§ **Problem description**
Reproduce each entry below exactly as it appears.

§ **Records to use**
▶
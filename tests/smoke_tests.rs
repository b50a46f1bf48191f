//! End-to-end walk through the main user journey: register, build a profile,
//! upload media, get deleted by a manager.

mod common;

use axum::http::{StatusCode, header};
use common::*;

#[tokio::test]
async fn register_profile_avatar_and_cascade_delete_flow() {
    let (state, app) = spawn_app().await;

    // Register establishes a session with no profile row.
    let (cookie, alice_id) = register(&app, "Alice", "alice@example.com", "pw1").await;
    assert!(state.store.get_profile(alice_id).await.unwrap().is_none());

    // Profile view redirects to creation while no row exists.
    let response = get(&app, "/profile", Some(&cookie)).await;
    assert_eq!(response.status(), StatusCode::SEE_OTHER);
    assert_eq!(
        response.headers().get(header::LOCATION).unwrap(),
        "/profile/add"
    );

    // Performer submission without a genre is rejected and writes nothing.
    let response = post_multipart(
        &app,
        "/profile/add",
        Some(&cookie),
        &[("is_performer", "Y"), ("location", "NYC")],
        None,
    )
    .await;
    assert_eq!(response.status(), StatusCode::BAD_REQUEST);
    assert!(state.store.get_profile(alice_id).await.unwrap().is_none());

    // Valid submission creates the row and redirects to the profile.
    let response = post_multipart(
        &app,
        "/profile/add",
        Some(&cookie),
        &[
            ("is_performer", "Y"),
            ("genre", "jazz"),
            ("location", "NYC"),
        ],
        None,
    )
    .await;
    assert_eq!(response.status(), StatusCode::SEE_OTHER);
    assert_eq!(response.headers().get(header::LOCATION).unwrap(), "/profile");

    // First view resolves and persists the deterministic default avatar.
    let response = get(&app, "/profile", Some(&cookie)).await;
    assert_eq!(response.status(), StatusCode::OK);
    let body = json_body(response).await;
    let image_url = body["data"]["profile"]["image_url"].as_str().unwrap();
    assert!(
        image_url.starts_with("/uploads/default-avatars/"),
        "expected a default avatar, got {image_url}"
    );

    let stored = state
        .store
        .get_profile(alice_id)
        .await
        .unwrap()
        .unwrap()
        .image_path
        .expect("avatar path should be materialized on first view");
    assert_eq!(format!("/uploads/{stored}"), image_url);

    // Viewing again resolves to the very same avatar.
    let response = get(&app, "/profile", Some(&cookie)).await;
    let body = json_body(response).await;
    assert_eq!(body["data"]["profile"]["image_url"].as_str().unwrap(), image_url);

    // Uploading a custom image takes precedence over the default.
    let response = post_multipart(
        &app,
        "/profile/edit",
        Some(&cookie),
        &[
            ("is_performer", "Y"),
            ("genre", "jazz"),
            ("location", "NYC"),
        ],
        Some(("profile_image", "me.png", "image/png", b"fake-png-bytes")),
    )
    .await;
    assert_eq!(response.status(), StatusCode::SEE_OTHER);

    let response = get(&app, "/profile", Some(&cookie)).await;
    let body = json_body(response).await;
    let image_url = body["data"]["profile"]["image_url"].as_str().unwrap();
    assert!(
        image_url.starts_with("/uploads/profile-images/"),
        "expected the uploaded image, got {image_url}"
    );

    // The uploaded file exists on disk under the upload root.
    let relative = image_url.strip_prefix("/uploads/").unwrap();
    assert!(state.uploads.root().join(relative).exists());

    // She appears in the public directory and her detail page renders.
    let response = get(&app, "/directory?search=alice", None).await;
    let body = json_body(response).await;
    assert_eq!(body["data"].as_array().unwrap().len(), 1);

    let response = get(&app, &format!("/performers/{alice_id}"), None).await;
    assert_eq!(response.status(), StatusCode::OK);

    // Add a media item to exercise the cascade.
    let response = post_multipart(
        &app,
        "/profile/media",
        Some(&cookie),
        &[],
        Some(("media_file", "gig.mp4", "video/mp4", b"fake-video-bytes")),
    )
    .await;
    assert_eq!(response.status(), StatusCode::SEE_OTHER);

    // Manager deletes the account.
    let manager_cookie = login(&app, MANAGER_EMAIL, MANAGER_PASSWORD).await;
    let response = post_form(
        &app,
        &format!("/manager/users/{alice_id}/delete"),
        Some(&manager_cookie),
        &[],
    )
    .await;
    assert_eq!(response.status(), StatusCode::SEE_OTHER);

    // Gone from the directory, every store, and her detail page.
    let response = get(&app, "/directory?search=alice", None).await;
    let body = json_body(response).await;
    assert!(body["data"].as_array().unwrap().is_empty());

    assert!(state.store.get_account(alice_id).await.unwrap().is_none());
    assert!(state.store.get_profile(alice_id).await.unwrap().is_none());
    assert!(
        state
            .store
            .list_media_for_account(alice_id)
            .await
            .unwrap()
            .is_empty()
    );

    let response = get(&app, &format!("/performers/{alice_id}"), None).await;
    assert_eq!(response.status(), StatusCode::NOT_FOUND);

    // The uploaded profile image was cleaned up from disk.
    assert!(!state.uploads.root().join(relative).exists());
}

#[tokio::test]
async fn availability_flow_collapses_unknown_values() {
    let (state, app) = spawn_app().await;

    let (cookie, id) = register(&app, "Bob", "bob@example.com", "pw2").await;

    // Without a profile, availability redirects to profile creation.
    let response = get(&app, "/availability", Some(&cookie)).await;
    assert_eq!(response.status(), StatusCode::SEE_OTHER);

    let response = post_form(
        &app,
        "/availability",
        Some(&cookie),
        &[("availability", "Y")],
    )
    .await;
    assert_eq!(response.status(), StatusCode::SEE_OTHER);
    assert_eq!(
        response.headers().get(header::LOCATION).unwrap(),
        "/profile/add"
    );

    let response = post_multipart(
        &app,
        "/profile/add",
        Some(&cookie),
        &[("genre", "folk"), ("location", "Leeds")],
        None,
    )
    .await;
    assert_eq!(response.status(), StatusCode::SEE_OTHER);

    // Defaults to not available.
    let response = get(&app, "/availability", Some(&cookie)).await;
    let body = json_body(response).await;
    assert_eq!(body["data"]["availability"], serde_json::json!("N"));

    let response = post_form(
        &app,
        "/availability",
        Some(&cookie),
        &[("availability", "Y")],
    )
    .await;
    assert_eq!(response.status(), StatusCode::SEE_OTHER);
    assert_eq!(
        state.store.get_profile(id).await.unwrap().unwrap().availability,
        "Y"
    );

    // Garbage input collapses to "N" rather than being stored verbatim.
    let response = post_form(
        &app,
        "/availability",
        Some(&cookie),
        &[("availability", "whenever")],
    )
    .await;
    assert_eq!(response.status(), StatusCode::SEE_OTHER);
    assert_eq!(
        state.store.get_profile(id).await.unwrap().unwrap().availability,
        "N"
    );
}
◀
§ **Response area**
filename tests/smoke_tests.rs
repository b50a46f1bf48191f
//! End-to-end walk through the main user journey: register, build a profile,
//! upload media, get deleted by a manager.

mod common;

use axum::http::{StatusCode, header};
use common::*;

#[tokio::test]
async fn register_profile_avatar_and_cascade_delete_flow() {
    let (state, app) = spawn_app().await;

    // Register establishes a session with no profile row.
    let (cookie, alice_id) = register(&app, "Alice", "alice@example.com", "pw1").await;
    assert!(state.store.get_profile(alice_id).await.unwrap().is_none());

    // Profile view redirects to creation while no row exists.
    let response = get(&app, "/profile", Some(&cookie)).await;
    assert_eq!(response.status(), StatusCode::SEE_OTHER);
    assert_eq!(
        response.headers().get(header::LOCATION).unwrap(),
        "/profile/add"
    );

    // Performer submission without a genre is rejected and writes nothing.
    let response = post_multipart(
        &app,
        "/profile/add",
        Some(&cookie),
        &[("is_performer", "Y"), ("location", "NYC")],
        None,
    )
    .await;
    assert_eq!(response.status(), StatusCode::BAD_REQUEST);
    assert!(state.store.get_profile(alice_id).await.unwrap().is_none());

    // Valid submission creates the row and redirects to the profile.
    let response = post_multipart(
        &app,
        "/profile/add",
        Some(&cookie),
        &[
            ("is_performer", "Y"),
            ("genre", "jazz"),
            ("location", "NYC"),
        ],
        None,
    )
    .await;
    assert_eq!(response.status(), StatusCode::SEE_OTHER);
    assert_eq!(response.headers().get(header::LOCATION).unwrap(), "/profile");

    // First view resolves and persists the deterministic default avatar.
    let response = get(&app, "/profile", Some(&cookie)).await;
    assert_eq!(response.status(), StatusCode::OK);
    let body = json_body(response).await;
    let image_url = body["data"]["profile"]["image_url"].as_str().unwrap();
    assert!(
        image_url.starts_with("/uploads/default-avatars/"),
        "expected a default avatar, got {image_url}"
    );

    let stored = state
        .store
        .get_profile(alice_id)
        .await
        .unwrap()
        .unwrap()
        .image_path
        .expect("avatar path should be materialized on first view");
    assert_eq!(format!("/uploads/{stored}"), image_url);

    // Viewing again resolves to the very same avatar.
    let response = get(&app, "/profile", Some(&cookie)).await;
    let body = json_body(response).await;
    assert_eq!(body["data"]["profile"]["image_url"].as_str().unwrap(), image_url);

    // Uploading a custom image takes precedence over the default.
    let response = post_multipart(
        &app,
        "/profile/edit",
        Some(&cookie),
        &[
            ("is_performer", "Y"),
            ("genre", "jazz"),
            ("location", "NYC"),
        ],
        Some(("profile_image", "me.png", "image/png", b"fake-png-bytes")),
    )
    .await;
    assert_eq!(response.status(), StatusCode::SEE_OTHER);

    let response = get(&app, "/profile", Some(&cookie)).await;
    let body = json_body(response).await;
    let image_url = body["data"]["profile"]["image_url"].as_str().unwrap();
    assert!(
        image_url.starts_with("/uploads/profile-images/"),
        "expected the uploaded image, got {image_url}"
    );

    // The uploaded file exists on disk under the upload root.
    let relative = image_url.strip_prefix("/uploads/").unwrap();
    assert!(state.uploads.root().join(relative).exists());

    // She appears in the public directory and her detail page renders.
    let response = get(&app, "/directory?search=alice", None).await;
    let body = json_body(response).await;
    assert_eq!(body["data"].as_array().unwrap().len(), 1);

    let response = get(&app, &format!("/performers/{alice_id}"), None).await;
    assert_eq!(response.status(), StatusCode::OK);

    // Add a media item to exercise the cascade.
    let response = post_multipart(
        &app,
        "/profile/media",
        Some(&cookie),
        &[],
        Some(("media_file", "gig.mp4", "video/mp4", b"fake-video-bytes")),
    )
    .await;
    assert_eq!(response.status(), StatusCode::SEE_OTHER);

    // Manager deletes the account.
    let manager_cookie = login(&app, MANAGER_EMAIL, MANAGER_PASSWORD).await;
    let response = post_form(
        &app,
        &format!("/manager/users/{alice_id}/delete"),
        Some(&manager_cookie),
        &[],
    )
    .await;
    assert_eq!(response.status(), StatusCode::SEE_OTHER);

    // Gone from the directory, every store, and her detail page.
    let response = get(&app, "/directory?search=alice", None).await;
    let body = json_body(response).await;
    assert!(body["data"].as_array().unwrap().is_empty());

    assert!(state.store.get_account(alice_id).await.unwrap().is_none());
    assert!(state.store.get_profile(alice_id).await.unwrap().is_none());
    assert!(
        state
            .store
            .list_media_for_account(alice_id)
            .await
            .unwrap()
            .is_empty()
    );

    let response = get(&app, &format!("/performers/{alice_id}"), None).await;
    assert_eq!(response.status(), StatusCode::NOT_FOUND);

    // The uploaded profile image was cleaned up from disk.
    assert!(!state.uploads.root().join(relative).exists());
}

#[tokio::test]
async fn availability_flow_collapses_unknown_values() {
    let (state, app) = spawn_app().await;

    let (cookie, id) = register(&app, "Bob", "bob@example.com", "pw2").await;

    // Without a profile, availability redirects to profile creation.
    let response = get(&app, "/availability", Some(&cookie)).await;
    assert_eq!(response.status(), StatusCode::SEE_OTHER);

    let response = post_form(
        &app,
        "/availability",
        Some(&cookie),
        &[("availability", "Y")],
    )
    .await;
    assert_eq!(response.status(), StatusCode::SEE_OTHER);
    assert_eq!(
        response.headers().get(header::LOCATION).unwrap(),
        "/profile/add"
    );

    let response = post_multipart(
        &app,
        "/profile/add",
        Some(&cookie),
        &[("genre", "folk"), ("location", "Leeds")],
        None,
    )
    .await;
    assert_eq!(response.status(), StatusCode::SEE_OTHER);

    // Defaults to not available.
    let response = get(&app, "/availability", Some(&cookie)).await;
    let body = json_body(response).await;
    assert_eq!(body["data"]["availability"], serde_json::json!("N"));

    let response = post_form(
        &app,
        "/availability",
        Some(&cookie),
        &[("availability", "Y")],
    )
    .await;
    assert_eq!(response.status(), StatusCode::SEE_OTHER);
    assert_eq!(
        state.store.get_profile(id).await.unwrap().unwrap().availability,
        "Y"
    );

    // Garbage input collapses to "N" rather than being stored verbatim.
    let response = post_form(
        &app,
        "/availability",
        Some(&cookie),
        &[("availability", "whenever")],
    )
    .await;
    assert_eq!(response.status(), StatusCode::SEE_OTHER);
    assert_eq!(
        state.store.get_profile(id).await.unwrap().unwrap().availability,
        "N"
    );
}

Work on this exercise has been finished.